*** MATERIAL FOR THE TASK Section Begins ***

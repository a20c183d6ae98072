// src/config/options.rs
use std::path::{Path, PathBuf};
use std::time::Duration;
use std::{fs, io};

use serde::Deserialize;
use thiserror::Error;

use super::consts::*;
use super::selectors::Selectors;
use super::targets::Targets;

#[derive(Debug, Error)]
pub enum ConfigError {
    #[error("cannot read config {path}: {source}")]
    Io { path: PathBuf, #[source] source: io::Error },

    #[error("invalid config: {0}")]
    Toml(#[from] toml::de::Error),
}

#[derive(Clone, Debug, Default, PartialEq, Eq, Deserialize)]
#[serde(default)]
pub struct AppOptions {
    pub browser: BrowserOptions,
    pub pacing: Pacing,
    pub store: StoreOptions,
    pub targets: Targets,
    pub selectors: Selectors,
}

impl AppOptions {
    /// Parse a TOML document; anything it leaves out keeps its default.
    pub fn from_toml_str(text: &str) -> Result<Self, ConfigError> {
        Ok(toml::from_str(text)?)
    }

    pub fn load(path: &Path) -> Result<Self, ConfigError> {
        let text = fs::read_to_string(path)
            .map_err(|source| ConfigError::Io { path: path.to_path_buf(), source })?;
        Self::from_toml_str(&text)
    }
}

#[derive(Clone, Debug, PartialEq, Eq, Deserialize)]
#[serde(default)]
pub struct BrowserOptions {
    /// WebDriver server endpoint (chromedriver, selenium, …).
    pub webdriver_url: String,
    pub headless: bool,
    pub user_agent: String,
    pub page_load_timeout_ms: u64,
    /// Don't download images; pages render faster.
    pub block_images: bool,
}

impl Default for BrowserOptions {
    fn default() -> Self {
        Self {
            webdriver_url: s!(DEFAULT_WEBDRIVER_URL),
            headless: false,
            user_agent: s!(USER_AGENT),
            page_load_timeout_ms: PAGE_LOAD_TIMEOUT_MS,
            block_images: true,
        }
    }
}

/// Every fixed wait of a run. All values in milliseconds.
///
/// None of these are needed for correctness; they keep us under rate limits and
/// give lazy pages time to render. Tests use [`Pacing::none`].
#[derive(Clone, Debug, PartialEq, Eq, Deserialize)]
#[serde(default)]
pub struct Pacing {
    pub page_load_ms: u64,
    pub slow_page_load_ms: u64,
    pub consent_settle_ms: u64,
    pub tab_check_ms: u64,
    pub tab_settle_ms: u64,
    pub expand_settle_ms: u64,
    pub scroll_delay_ms: u64,
    pub scroll_settle_ms: u64,
    pub between_targets_ms: u64,
    pub per_record_ms: u64,
    /// Upper bound for condition polls (consent dialog, clickable tab).
    pub wait_timeout_ms: u64,
    pub poll_interval_ms: u64,
    pub scroll_attempts_container: u32,
    pub scroll_attempts_window: u32,
}

impl Default for Pacing {
    fn default() -> Self {
        Self {
            page_load_ms: PAGE_LOAD_PAUSE_MS,
            slow_page_load_ms: SLOW_PAGE_LOAD_PAUSE_MS,
            consent_settle_ms: CONSENT_SETTLE_MS,
            tab_check_ms: TAB_CHECK_PAUSE_MS,
            tab_settle_ms: TAB_SETTLE_MS,
            expand_settle_ms: EXPAND_SETTLE_MS,
            scroll_delay_ms: SCROLL_DELAY_MS,
            scroll_settle_ms: SCROLL_SETTLE_MS,
            between_targets_ms: BETWEEN_TARGETS_MS,
            per_record_ms: PER_RECORD_MS,
            wait_timeout_ms: WAIT_TIMEOUT_MS,
            poll_interval_ms: POLL_INTERVAL_MS,
            scroll_attempts_container: SCROLL_ATTEMPTS_CONTAINER,
            scroll_attempts_window: SCROLL_ATTEMPTS_WINDOW,
        }
    }
}

impl Pacing {
    /// Zero delays, zero poll timeout; attempt budgets unchanged.
    pub fn none() -> Self {
        Self {
            page_load_ms: 0,
            slow_page_load_ms: 0,
            consent_settle_ms: 0,
            tab_check_ms: 0,
            tab_settle_ms: 0,
            expand_settle_ms: 0,
            scroll_delay_ms: 0,
            scroll_settle_ms: 0,
            between_targets_ms: 0,
            per_record_ms: 0,
            wait_timeout_ms: 0,
            poll_interval_ms: 0,
            ..Self::default()
        }
    }

    pub fn wait_timeout(&self) -> Duration {
        Duration::from_millis(self.wait_timeout_ms)
    }

    pub fn poll_interval(&self) -> Duration {
        Duration::from_millis(self.poll_interval_ms)
    }
}

/// Sleep for `ms` milliseconds; zero returns immediately.
pub fn pause(ms: u64) {
    if ms > 0 {
        std::thread::sleep(Duration::from_millis(ms));
    }
}

#[derive(Clone, Debug, PartialEq, Eq, Deserialize)]
#[serde(default)]
pub struct StoreOptions {
    pub path: PathBuf,
}

impl Default for StoreOptions {
    fn default() -> Self {
        Self { path: PathBuf::from(DEFAULT_DATASET) }
    }
}
use schemars::{JsonSchema, schema_for};
use serde::{Deserialize, Serialize};

use super::ToolDefinition;

#[derive(Debug, Clone, Deserialize, Serialize, JsonSchema)]
pub struct RemoveSlideInput {
    #[schemars(description = "Identifier of the slide to remove.")]
    pub slug: String,
}

pub(crate) fn definition() -> ToolDefinition {
    ToolDefinition {
        name: "removeSlide",
        description: "Remove a slide from the presentation. The remaining slides keep their order.",
        input_schema: serde_json::to_value(schema_for!(RemoveSlideInput)).unwrap_or_default(),
    }
}
//! Transport establishment.
//!
//! A [`Connector`] turns an ephemeral credential into a media transport plus
//! an [`EventChannel`]. Whatever the channel reports (open, frames, close,
//! errors) is pushed into the session inbox through a [`SignalSink`] that is
//! stamped with the connect attempt it belongs to.

use std::sync::atomic::{AtomicBool, Ordering};
use std::sync::{Arc, Mutex};
use std::time::Duration;

use async_trait::async_trait;
use futures::{SinkExt, StreamExt};
use tokio::sync::mpsc;
use tokio::task::JoinHandle;
use tokio_tungstenite::tungstenite::Message;
use tokio_tungstenite::tungstenite::client::IntoClientRequest;
use tokio_tungstenite::tungstenite::http::HeaderValue;

use crate::channel::{ChannelSignal, EventChannel};
use crate::error::{ChannelError, ConnectError};
use crate::session::SessionInput;

pub const DEFAULT_REALTIME_URL: &str = "wss://api.openai.com/v1/realtime";
pub const DEFAULT_REALTIME_MODEL: &str = "gpt-4o-realtime-preview-2024-12-17";

/// How long the writer may take to flush queued frames after close.
const CLOSE_GRACE: Duration = Duration::from_secs(2);

/// Handle to wherever assistant audio is played.
#[derive(Debug, Clone, Default)]
pub struct AudioSink {
    playback: Arc<AtomicBool>,
}

impl AudioSink {
    pub fn new(playback_enabled: bool) -> Self {
        Self {
            playback: Arc::new(AtomicBool::new(playback_enabled)),
        }
    }

    pub fn playback_enabled(&self) -> bool {
        self.playback.load(Ordering::SeqCst)
    }

    pub fn set_playback_enabled(&self, enabled: bool) {
        self.playback.store(enabled, Ordering::SeqCst);
    }
}

/// Delivers channel signals into the session inbox for one connect attempt.
#[derive(Debug, Clone)]
pub struct SignalSink {
    generation: u64,
    inbox: mpsc::UnboundedSender<SessionInput>,
}

impl SignalSink {
    pub(crate) fn new(generation: u64, inbox: mpsc::UnboundedSender<SessionInput>) -> Self {
        Self { generation, inbox }
    }

    /// Returns false once the session is gone.
    pub fn signal(&self, signal: ChannelSignal) -> bool {
        self.inbox
            .send(SessionInput::Channel {
                generation: self.generation,
                signal,
            })
            .is_ok()
    }
}

/// The media side of an established session.
pub trait MediaTransport: Send + Sync {
    /// Stops every outbound media source (microphone tracks).
    fn stop_tracks(&self);

    fn close(&self);
}

pub struct Connection {
    pub transport: Box<dyn MediaTransport>,
    pub channel: Arc<dyn EventChannel>,
}

impl Connection {
    /// Stops outbound media, then closes the channel before the transport so a
    /// close frame can still go out.
    pub fn release(self) {
        self.transport.stop_tracks();
        self.channel.close();
        self.transport.close();
    }
}

#[async_trait]
pub trait Connector: Send + Sync {
    async fn establish(
        &self,
        credential: String,
        audio: AudioSink,
        signals: SignalSink,
    ) -> Result<Connection, ConnectError>;
}

// =============================================================================
// WebSocket connector
// =============================================================================

/// Opens the backend's realtime WebSocket endpoint with the ephemeral key.
///
/// Only the control-plane events travel here; this connector carries no
/// microphone track, so `stop_tracks` has nothing to stop.
#[derive(Debug, Clone)]
pub struct WebSocketConnector {
    url: String,
    model: String,
}

impl Default for WebSocketConnector {
    fn default() -> Self {
        Self::new(DEFAULT_REALTIME_URL, DEFAULT_REALTIME_MODEL)
    }
}

impl WebSocketConnector {
    pub fn new(url: impl Into<String>, model: impl Into<String>) -> Self {
        Self {
            url: url.into(),
            model: model.into(),
        }
    }

    pub fn endpoint(&self) -> String {
        format!("{}?model={}", self.url, self.model)
    }
}

#[async_trait]
impl Connector for WebSocketConnector {
    async fn establish(
        &self,
        credential: String,
        _audio: AudioSink,
        signals: SignalSink,
    ) -> Result<Connection, ConnectError> {
        let mut request = self.endpoint().into_client_request()?;
        let authorization = HeaderValue::from_str(&format!("Bearer {}", credential))
            .map_err(|err| ConnectError::Transport(err.to_string()))?;
        let headers = request.headers_mut();
        headers.insert("Authorization", authorization);
        headers.insert("OpenAI-Beta", HeaderValue::from_static("realtime=v1"));

        let (ws_stream, _response) = tokio_tungstenite::connect_async(request).await?;
        tracing::info!(endpoint = %self.endpoint(), "connected to realtime endpoint");

        let (mut ws_sink, mut ws_stream) = ws_stream.split();
        let (outgoing, mut outgoing_rx) = mpsc::unbounded_channel::<Message>();
        let open = Arc::new(AtomicBool::new(true));

        let writer = tokio::spawn(async move {
            while let Some(message) = outgoing_rx.recv().await {
                let closing = matches!(message, Message::Close(_));
                if let Err(err) = ws_sink.send(message).await {
                    tracing::error!("Failed to send WebSocket message: {}", err);
                    break;
                }
                if closing {
                    break;
                }
            }
        });

        let reader_open = open.clone();
        let pong = outgoing.clone();
        let reader = tokio::spawn(async move {
            signals.signal(ChannelSignal::Open);
            while let Some(message) = ws_stream.next().await {
                match message {
                    Ok(Message::Text(text)) => {
                        if !signals.signal(ChannelSignal::Message(text.as_str().to_string())) {
                            break;
                        }
                    }
                    Ok(Message::Ping(data)) => {
                        let _ = pong.send(Message::Pong(data));
                    }
                    Ok(Message::Close(_)) => {
                        tracing::info!("WebSocket closed by server");
                        break;
                    }
                    Ok(_) => {}
                    Err(err) => {
                        tracing::error!("WebSocket error: {}", err);
                        reader_open.store(false, Ordering::SeqCst);
                        signals.signal(ChannelSignal::Error(err.to_string()));
                        break;
                    }
                }
            }
            reader_open.store(false, Ordering::SeqCst);
            signals.signal(ChannelSignal::Close);
        });

        Ok(Connection {
            transport: Box::new(WebSocketTransport {
                reader,
                writer: Mutex::new(Some(writer)),
            }),
            channel: Arc::new(WebSocketChannel { outgoing, open }),
        })
    }
}

struct WebSocketChannel {
    outgoing: mpsc::UnboundedSender<Message>,
    open: Arc<AtomicBool>,
}

impl EventChannel for WebSocketChannel {
    fn is_open(&self) -> bool {
        self.open.load(Ordering::SeqCst)
    }

    fn send_text(&self, text: String) -> Result<(), ChannelError> {
        if !self.is_open() {
            return Err(ChannelError::NotOpen);
        }
        self.outgoing
            .send(Message::Text(text.into()))
            .map_err(|_| ChannelError::NotOpen)
    }

    fn close(&self) {
        if self.open.swap(false, Ordering::SeqCst) {
            let _ = self.outgoing.send(Message::Close(None));
        }
    }
}

struct WebSocketTransport {
    reader: JoinHandle<()>,
    writer: Mutex<Option<JoinHandle<()>>>,
}

impl MediaTransport for WebSocketTransport {
    fn stop_tracks(&self) {}

    /// Stops reading at once. The writer exits by itself after sending the
    /// close frame; it is aborted only if that takes longer than the grace.
    fn close(&self) {
        self.reader.abort();

        let writer = self
            .writer
            .lock()
            .unwrap_or_else(|poisoned| poisoned.into_inner())
            .take();
        let Some(mut writer) = writer else {
            return;
        };
        tokio::spawn(async move {
            if tokio::time::timeout(CLOSE_GRACE, &mut writer).await.is_err() {
                tracing::warn!("WebSocket writer did not finish closing, aborting");
                writer.abort();
            }
        });
    }
}

#[cfg(test)]
mod tests {
    use super::*;
    use tokio::net::TcpListener;

    #[test]
    fn endpoint_carries_model() {
        let connector = WebSocketConnector::new("wss://rt.example/v1/realtime", "rt-model");
        assert_eq!(connector.endpoint(), "wss://rt.example/v1/realtime?model=rt-model");
    }

    #[test]
    fn audio_sink_clones_share_playback_flag() {
        let sink = AudioSink::new(false);
        let handle = sink.clone();
        handle.set_playback_enabled(true);
        assert!(sink.playback_enabled());
    }

    #[tokio::test]
    async fn signals_are_stamped_with_generation() {
        let (tx, mut rx) = mpsc::unbounded_channel();
        let sink = SignalSink::new(7, tx);
        assert!(sink.signal(ChannelSignal::Open));

        match rx.recv().await.unwrap() {
            SessionInput::Channel { generation, signal } => {
                assert_eq!(generation, 7);
                assert_eq!(signal, ChannelSignal::Open);
            }
            _ => panic!("expected channel input"),
        }
    }

    #[tokio::test]
    async fn release_sends_close_frame_before_teardown() {
        let listener = TcpListener::bind("127.0.0.1:0").await.unwrap();
        let addr = listener.local_addr().unwrap();
        let server = tokio::spawn(async move {
            let (stream, _) = listener.accept().await.unwrap();
            let mut ws = tokio_tungstenite::accept_async(stream).await.unwrap();
            let mut seen = Vec::new();
            while let Some(message) = ws.next().await {
                match message {
                    Ok(Message::Close(_)) => {
                        seen.push("close".to_string());
                        break;
                    }
                    Ok(other) => seen.push(format!("{:?}", other)),
                    Err(err) => {
                        seen.push(format!("error: {}", err));
                        break;
                    }
                }
            }
            seen
        });

        let connector = WebSocketConnector::new(format!("ws://{}/v1/realtime", addr), "rt-model");
        let (tx, mut rx) = mpsc::unbounded_channel();
        let connection = connector
            .establish("ek_test".to_string(), AudioSink::default(), SignalSink::new(1, tx))
            .await
            .unwrap();
        match rx.recv().await.unwrap() {
            SessionInput::Channel { signal, .. } => assert_eq!(signal, ChannelSignal::Open),
            _ => panic!("expected open signal"),
        }
        assert!(connection.channel.is_open());

        connection.release();

        let seen = tokio::time::timeout(Duration::from_secs(5), server)
            .await
            .unwrap()
            .unwrap();
        assert_eq!(seen, vec!["close".to_string()]);
    }
}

*** MATERIAL FOR THE TASK Section Ends ***

- ASSIGNMENT -
Copy out each line of the data in which the word "BrowserOptions" appears.

- TASK RESULT -
    pub browser: BrowserOptions,
pub struct BrowserOptions {
impl Default for BrowserOptions {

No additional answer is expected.